Supplied records -

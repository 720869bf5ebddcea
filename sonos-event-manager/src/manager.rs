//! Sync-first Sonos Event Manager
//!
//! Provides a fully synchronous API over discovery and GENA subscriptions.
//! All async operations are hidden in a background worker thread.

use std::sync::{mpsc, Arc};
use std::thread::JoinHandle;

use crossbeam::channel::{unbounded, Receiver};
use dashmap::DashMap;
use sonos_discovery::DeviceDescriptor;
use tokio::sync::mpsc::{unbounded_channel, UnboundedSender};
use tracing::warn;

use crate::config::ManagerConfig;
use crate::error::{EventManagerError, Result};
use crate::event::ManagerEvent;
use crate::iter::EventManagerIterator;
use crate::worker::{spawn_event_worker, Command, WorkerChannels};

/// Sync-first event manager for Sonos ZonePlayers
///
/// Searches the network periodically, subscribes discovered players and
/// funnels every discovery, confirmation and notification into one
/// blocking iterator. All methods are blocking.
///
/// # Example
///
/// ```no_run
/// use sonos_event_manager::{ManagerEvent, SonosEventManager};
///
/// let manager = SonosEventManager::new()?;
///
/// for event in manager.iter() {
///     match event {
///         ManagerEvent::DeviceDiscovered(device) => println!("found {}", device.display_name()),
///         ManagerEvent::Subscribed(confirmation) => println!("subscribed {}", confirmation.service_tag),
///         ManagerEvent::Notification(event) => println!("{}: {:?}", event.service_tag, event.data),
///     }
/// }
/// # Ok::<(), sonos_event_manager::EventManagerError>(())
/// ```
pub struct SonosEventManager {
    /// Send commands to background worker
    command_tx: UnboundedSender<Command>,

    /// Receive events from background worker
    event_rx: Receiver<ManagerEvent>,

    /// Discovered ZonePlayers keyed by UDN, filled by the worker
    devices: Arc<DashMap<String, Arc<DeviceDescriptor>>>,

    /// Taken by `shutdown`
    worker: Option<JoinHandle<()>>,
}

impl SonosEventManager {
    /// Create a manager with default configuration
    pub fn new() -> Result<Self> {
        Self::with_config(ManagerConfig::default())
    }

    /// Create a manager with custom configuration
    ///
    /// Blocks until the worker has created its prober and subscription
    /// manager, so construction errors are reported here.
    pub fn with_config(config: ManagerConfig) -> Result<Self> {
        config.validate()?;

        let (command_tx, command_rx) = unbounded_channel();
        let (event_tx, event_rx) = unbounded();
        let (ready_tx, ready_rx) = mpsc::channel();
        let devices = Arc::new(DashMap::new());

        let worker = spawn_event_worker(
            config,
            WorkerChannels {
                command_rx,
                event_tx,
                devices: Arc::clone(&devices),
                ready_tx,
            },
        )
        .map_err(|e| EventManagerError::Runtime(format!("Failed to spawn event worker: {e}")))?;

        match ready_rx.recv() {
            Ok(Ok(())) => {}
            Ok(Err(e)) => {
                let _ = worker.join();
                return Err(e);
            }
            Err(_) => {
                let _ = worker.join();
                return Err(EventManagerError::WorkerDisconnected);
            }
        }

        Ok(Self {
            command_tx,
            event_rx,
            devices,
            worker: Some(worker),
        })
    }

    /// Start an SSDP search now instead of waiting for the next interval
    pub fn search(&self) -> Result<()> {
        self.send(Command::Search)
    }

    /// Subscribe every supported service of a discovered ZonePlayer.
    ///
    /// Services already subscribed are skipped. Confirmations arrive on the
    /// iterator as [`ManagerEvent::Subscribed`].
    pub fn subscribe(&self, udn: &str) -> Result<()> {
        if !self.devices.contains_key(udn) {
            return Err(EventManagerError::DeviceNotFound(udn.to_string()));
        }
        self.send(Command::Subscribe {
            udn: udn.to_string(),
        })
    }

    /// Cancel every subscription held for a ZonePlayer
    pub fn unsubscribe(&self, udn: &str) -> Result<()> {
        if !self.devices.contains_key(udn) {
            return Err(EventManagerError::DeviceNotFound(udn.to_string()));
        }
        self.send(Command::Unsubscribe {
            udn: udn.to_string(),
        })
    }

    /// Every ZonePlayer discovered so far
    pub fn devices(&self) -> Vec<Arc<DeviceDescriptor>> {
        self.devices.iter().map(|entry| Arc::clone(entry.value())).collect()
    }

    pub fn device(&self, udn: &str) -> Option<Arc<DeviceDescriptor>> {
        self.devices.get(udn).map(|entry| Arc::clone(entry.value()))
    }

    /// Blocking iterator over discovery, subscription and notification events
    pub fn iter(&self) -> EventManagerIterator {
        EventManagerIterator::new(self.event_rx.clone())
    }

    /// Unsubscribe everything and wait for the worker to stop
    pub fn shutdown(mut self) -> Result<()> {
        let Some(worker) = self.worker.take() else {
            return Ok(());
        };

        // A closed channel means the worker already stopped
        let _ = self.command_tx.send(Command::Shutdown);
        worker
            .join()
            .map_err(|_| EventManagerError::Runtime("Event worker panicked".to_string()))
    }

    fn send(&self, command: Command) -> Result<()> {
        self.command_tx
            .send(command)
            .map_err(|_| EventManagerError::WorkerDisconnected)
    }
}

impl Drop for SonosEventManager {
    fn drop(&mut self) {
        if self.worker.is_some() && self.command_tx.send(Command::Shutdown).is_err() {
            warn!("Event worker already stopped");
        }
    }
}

Brief - Every entry that appears above should be duplicated exactly.

Expected answer -
repository 720869bf5ebddcea
filename sonos-event-manager/src/manager.rs
//! Sync-first Sonos Event Manager
//!
//! Provides a fully synchronous API over discovery and GENA subscriptions.
//! All async operations are hidden in a background worker thread.

use std::sync::{mpsc, Arc};
use std::thread::JoinHandle;

use crossbeam::channel::{unbounded, Receiver};
use dashmap::DashMap;
use sonos_discovery::DeviceDescriptor;
use tokio::sync::mpsc::{unbounded_channel, UnboundedSender};
use tracing::warn;

use crate::config::ManagerConfig;
use crate::error::{EventManagerError, Result};
use crate::event::ManagerEvent;
use crate::iter::EventManagerIterator;
use crate::worker::{spawn_event_worker, Command, WorkerChannels};

/// Sync-first event manager for Sonos ZonePlayers
///
/// Searches the network periodically, subscribes discovered players and
/// funnels every discovery, confirmation and notification into one
/// blocking iterator. All methods are blocking.
///
/// # Example
///
/// ```no_run
/// use sonos_event_manager::{ManagerEvent, SonosEventManager};
///
/// let manager = SonosEventManager::new()?;
///
/// for event in manager.iter() {
///     match event {
///         ManagerEvent::DeviceDiscovered(device) => println!("found {}", device.display_name()),
///         ManagerEvent::Subscribed(confirmation) => println!("subscribed {}", confirmation.service_tag),
///         ManagerEvent::Notification(event) => println!("{}: {:?}", event.service_tag, event.data),
///     }
/// }
/// # Ok::<(), sonos_event_manager::EventManagerError>(())
/// ```
pub struct SonosEventManager {
    /// Send commands to background worker
    command_tx: UnboundedSender<Command>,

    /// Receive events from background worker
    event_rx: Receiver<ManagerEvent>,

    /// Discovered ZonePlayers keyed by UDN, filled by the worker
    devices: Arc<DashMap<String, Arc<DeviceDescriptor>>>,

    /// Taken by `shutdown`
    worker: Option<JoinHandle<()>>,
}

impl SonosEventManager {
    /// Create a manager with default configuration
    pub fn new() -> Result<Self> {
        Self::with_config(ManagerConfig::default())
    }

    /// Create a manager with custom configuration
    ///
    /// Blocks until the worker has created its prober and subscription
    /// manager, so construction errors are reported here.
    pub fn with_config(config: ManagerConfig) -> Result<Self> {
        config.validate()?;

        let (command_tx, command_rx) = unbounded_channel();
        let (event_tx, event_rx) = unbounded();
        let (ready_tx, ready_rx) = mpsc::channel();
        let devices = Arc::new(DashMap::new());

        let worker = spawn_event_worker(
            config,
            WorkerChannels {
                command_rx,
                event_tx,
                devices: Arc::clone(&devices),
                ready_tx,
            },
        )
        .map_err(|e| EventManagerError::Runtime(format!("Failed to spawn event worker: {e}")))?;

        match ready_rx.recv() {
            Ok(Ok(())) => {}
            Ok(Err(e)) => {
                let _ = worker.join();
                return Err(e);
            }
            Err(_) => {
                let _ = worker.join();
                return Err(EventManagerError::WorkerDisconnected);
            }
        }

        Ok(Self {
            command_tx,
            event_rx,
            devices,
            worker: Some(worker),
        })
    }

    /// Start an SSDP search now instead of waiting for the next interval
    pub fn search(&self) -> Result<()> {
        self.send(Command::Search)
    }

    /// Subscribe every supported service of a discovered ZonePlayer.
    ///
    /// Services already subscribed are skipped. Confirmations arrive on the
    /// iterator as [`ManagerEvent::Subscribed`].
    pub fn subscribe(&self, udn: &str) -> Result<()> {
        if !self.devices.contains_key(udn) {
            return Err(EventManagerError::DeviceNotFound(udn.to_string()));
        }
        self.send(Command::Subscribe {
            udn: udn.to_string(),
        })
    }

    /// Cancel every subscription held for a ZonePlayer
    pub fn unsubscribe(&self, udn: &str) -> Result<()> {
        if !self.devices.contains_key(udn) {
            return Err(EventManagerError::DeviceNotFound(udn.to_string()));
        }
        self.send(Command::Unsubscribe {
            udn: udn.to_string(),
        })
    }

    /// Every ZonePlayer discovered so far
    pub fn devices(&self) -> Vec<Arc<DeviceDescriptor>> {
        self.devices.iter().map(|entry| Arc::clone(entry.value())).collect()
    }

    pub fn device(&self, udn: &str) -> Option<Arc<DeviceDescriptor>> {
        self.devices.get(udn).map(|entry| Arc::clone(entry.value()))
    }

    /// Blocking iterator over discovery, subscription and notification events
    pub fn iter(&self) -> EventManagerIterator {
        EventManagerIterator::new(self.event_rx.clone())
    }

    /// Unsubscribe everything and wait for the worker to stop
    pub fn shutdown(mut self) -> Result<()> {
        let Some(worker) = self.worker.take() else {
            return Ok(());
        };

        // A closed channel means the worker already stopped
        let _ = self.command_tx.send(Command::Shutdown);
        worker
            .join()
            .map_err(|_| EventManagerError::Runtime("Event worker panicked".to_string()))
    }

    fn send(&self, command: Command) -> Result<()> {
        self.command_tx
            .send(command)
            .map_err(|_| EventManagerError::WorkerDisconnected)
    }
}

impl Drop for SonosEventManager {
    fn drop(&mut self) {
        if self.worker.is_some() && self.command_tx.send(Command::Shutdown).is_err() {
            warn!("Event worker already stopped");
        }
    }
}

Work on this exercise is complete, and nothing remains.